Sex differences seen in sensitive windows, with highest risk for asthma seen for females exposed to higher levels of UFPs in late pregnancy
FRIDAY, June 11, 2021 (HealthDay News) — Prenatal ultrafine particle (UFP; <0.1 µm) exposure is associated with asthma development in children, according to a study published online May 20 in the American Journal of Respiratory and Critical Care Medicine.
Rosalind J. Wright, M.D., M.P.H., from the Icahn School of Medicine at Mount Sinai in New York City, and colleagues used daily UFP exposure estimates to identify susceptible windows of prenatal UFP exposure with asthma in children among 376 mother-child dyads followed since pregnancy.
Of the children, 18.4 percent developed asthma. The researchers found that the cumulative odds ratio for incident asthma was 4.28 per doubling of UFP exposure level across pregnancy, with a similar impact on males and females. Sex differences in the sensitive windows were indicated by Bayesian distributed lag interaction models, with the highest risk for asthma observed in females exposed to higher levels of UFPs during late pregnancy.
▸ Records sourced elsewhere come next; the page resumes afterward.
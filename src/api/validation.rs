//! Input validation for API requests.
//!
//! For collecting multiple validation errors and returning them as an
//! ApiError, use the `ValidationErrorBuilder` from the `error` module.

use lazy_static::lazy_static;
use regex::Regex;

lazy_static! {
    static ref GIT_HTTP_URL_REGEX: Regex = Regex::new(
        r"^https?://[a-zA-Z0-9][-a-zA-Z0-9]*(\.[a-zA-Z0-9][-a-zA-Z0-9]*)*(:\d+)?(/[-a-zA-Z0-9_%&=+@~.]+)*/?$"
    ).unwrap();

    static ref GIT_SSH_URL_REGEX: Regex = Regex::new(
        r"^(git@[a-zA-Z0-9][-a-zA-Z0-9]*(\.[a-zA-Z0-9][-a-zA-Z0-9]*)*:[-a-zA-Z0-9_./]+\.git|ssh://[a-zA-Z0-9@][-a-zA-Z0-9@.]*(/[-a-zA-Z0-9_.]+)+\.git)$"
    ).unwrap();

    /// Project/service/environment names: lowercase alphanumeric with dashes.
    static ref SLUG_REGEX: Regex = Regex::new(r"^[a-z0-9]([a-z0-9-]*[a-z0-9])?$").unwrap();

    static ref DOMAIN_REGEX: Regex = Regex::new(
        r"^[a-zA-Z0-9]([a-zA-Z0-9-]*[a-zA-Z0-9])?(\.[a-zA-Z0-9]([a-zA-Z0-9-]*[a-zA-Z0-9])?)*$"
    ).unwrap();

    static ref BRANCH_REGEX: Regex = Regex::new(r"^[a-zA-Z0-9]([a-zA-Z0-9._/-]*[a-zA-Z0-9])?$").unwrap();
}

pub fn validate_git_url(url: &str) -> Result<(), String> {
    if url.is_empty() {
        return Err("Git URL is required".to_string());
    }
    if url.len() > 2048 {
        return Err("Git URL is too long (max 2048 characters)".to_string());
    }
    if (url.starts_with("http://") || url.starts_with("https://")) && GIT_HTTP_URL_REGEX.is_match(url) {
        return Ok(());
    }
    if (url.starts_with("git@") || url.starts_with("ssh://")) && GIT_SSH_URL_REGEX.is_match(url) {
        return Ok(());
    }
    Err("Invalid Git URL format. Must be HTTP(S) or SSH URL".to_string())
}

/// Shared by project names, service names, and environment names — all
/// DNS-label-safe slugs (service names end up in a workload's generated
/// hostname).
pub fn validate_slug(name: &str, field_name: &str) -> Result<(), String> {
    if name.is_empty() {
        return Err(format!("{field_name} is required"));
    }
    if name.len() > 63 {
        return Err(format!("{field_name} is too long (max 63 characters)"));
    }
    if name.len() < 2 {
        return Err(format!("{field_name} is too short (min 2 characters)"));
    }
    if !SLUG_REGEX.is_match(name) {
        return Err(format!(
            "{field_name} must be lowercase alphanumeric with dashes, starting and ending with alphanumeric"
        ));
    }
    Ok(())
}

pub fn validate_uuid(id: &str, field_name: &str) -> Result<(), String> {
    if id.is_empty() {
        return Err(format!("{field_name} is required"));
    }
    if uuid::Uuid::parse_str(id).is_err() {
        return Err(format!("Invalid {field_name} format"));
    }
    Ok(())
}

pub fn validate_branch(branch: &str) -> Result<(), String> {
    if branch.is_empty() {
        return Err("Branch name is required".to_string());
    }
    if branch.len() > 255 {
        return Err("Branch name is too long (max 255 characters)".to_string());
    }
    if !BRANCH_REGEX.is_match(branch) {
        return Err("Invalid branch name format".to_string());
    }
    Ok(())
}

pub fn validate_domain_name(domain: &str) -> Result<(), String> {
    if domain.is_empty() {
        return Err("Domain is required".to_string());
    }
    if domain.len() > 253 {
        return Err("Domain name is too long (max 253 characters)".to_string());
    }
    if !DOMAIN_REGEX.is_match(domain) {
        return Err("Invalid domain name format".to_string());
    }
    Ok(())
}

pub fn validate_replicas(replicas: i64) -> Result<(), String> {
    if replicas < 0 {
        return Err("replicas cannot be negative".to_string());
    }
    if replicas > 64 {
        return Err("replicas exceeds the maximum of 64".to_string());
    }
    Ok(())
}

pub fn validate_role(role: &str) -> Result<(), String> {
    match role {
        "admin" | "developer" | "viewer" => Ok(()),
        _ => Err("role must be one of: admin, developer, viewer".to_string()),
    }
}

#[cfg(test)]
mod tests {
    use super::*;

    #[test]
    fn accepts_https_and_ssh_git_urls() {
        assert!(validate_git_url("https://github.com/acme/app.git").is_ok());
        assert!(validate_git_url("git@github.com:acme/app.git").is_ok());
        assert!(validate_git_url("not-a-url").is_err());
    }

    #[test]
    fn slug_rejects_uppercase_and_short_names() {
        assert!(validate_slug("api", "name").is_ok());
        assert!(validate_slug("Api", "name").is_err());
        assert!(validate_slug("a", "name").is_err());
    }

    #[test]
    fn replicas_bounded() {
        assert!(validate_replicas(3).is_ok());
        assert!(validate_replicas(-1).is_err());
        assert!(validate_replicas(100).is_err());
    }
}
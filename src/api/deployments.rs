//! Deployment API endpoints (§4.1/§4.6.1): creating a deployment only
//! ever writes a `pending` row — the deployment reconciler owns every
//! subsequent status transition. A rollback is just a new pending
//! deployment pointed at an earlier release; no separate code path.

use axum::extract::{Path, State};
use axum::http::HeaderMap;
use axum::Json;
use serde::Deserialize;
use std::sync::Arc;

use crate::api::audit;
use crate::api::error::ApiError;
use crate::api::validation::validate_replicas;
use crate::auth::Principal;
use crate::store::models::{Deployment, Role};
use crate::AppState;

#[derive(Debug, Deserialize)]
pub struct CreateDeploymentRequest {
    pub environment_id: String,
    #[serde(default = "default_replicas")]
    pub replicas: i64,
}

fn default_replicas() -> i64 {
    1
}

/// `POST /api/releases/:release_id/deployments` — queues a new
/// deployment for an already-built release. Also used for rollback:
/// point `release_id` at a prior release and the reconciler supersedes
/// whatever is currently live once this one reports healthy.
pub async fn create_deployment(
    State(state): State<Arc<AppState>>,
    principal: Principal,
    headers: HeaderMap,
    Path(release_id): Path<String>,
    Json(body): Json<CreateDeploymentRequest>,
) -> Result<Json<Deployment>, ApiError> {
    validate_replicas(body.replicas).map_err(ApiError::bad_request)?;

    let release = crate::store::release::get(state.store.pool(), &release_id).await?;
    if release.status != "ready" {
        return Err(ApiError::conflict("release is not ready to deploy"));
    }
    let service = crate::store::service::get(state.store.pool(), &release.service_id).await?;

    crate::api::auth::require_role(
        &state,
        &principal,
        &service.project_id,
        Some(&body.environment_id),
        Role::Developer,
    )
    .await?;

    let deployment = crate::store::deployment::create_pending(
        state.store.pool(),
        &release.service_id,
        &release_id,
        &body.environment_id,
        body.replicas,
    )
    .await?;

    state.reconciler_handles.deployment_wake.wake();

    audit::record(
        &state,
        &principal,
        &headers,
        "deployment.create",
        "deployment",
        Some(&deployment.id),
        None,
        Some(&service.project_id),
        "success",
        serde_json::json!({ "release_id": release_id, "environment_id": body.environment_id }),
    );

    Ok(Json(deployment))
}

pub async fn get_deployment(
    State(state): State<Arc<AppState>>,
    _principal: Principal,
    Path(id): Path<String>,
) -> Result<Json<Deployment>, ApiError> {
    let deployment = crate::store::deployment::get(state.store.pool(), &id).await?;
    Ok(Json(deployment))
}

pub async fn list_deployments_for_release(
    State(state): State<Arc<AppState>>,
    _principal: Principal,
    Path(release_id): Path<String>,
) -> Result<Json<Vec<Deployment>>, ApiError> {
    let deployments = crate::store::deployment::list_by_release(state.store.pool(), &release_id).await?;
    Ok(Json(deployments))
}

/// `GET /api/services/:id/deployments/live` — every currently-live
/// deployment for a service, one per environment it's running in.
pub async fn list_live_for_service(
    State(state): State<Arc<AppState>>,
    _principal: Principal,
    Path(service_id): Path<String>,
) -> Result<Json<Vec<Deployment>>, ApiError> {
    let deployments = crate::store::deployment::list_live_for_service(state.store.pool(), &service_id).await?;
    Ok(Json(deployments))
}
“This research is an important early step in building the evidence base that can lead to better monitoring of exposure to ultrafine particles in the United States and ultimately to regulation. As we advance methods for measuring these tiny particles, we hope for replication of these findings, both within different geographic areas across the United States as well as globally,” Wright said in a statement. “Childhood asthma remains a global epidemic that is likely to grow with the anticipated rise in particulate air pollution exposures due to effects of climate change.”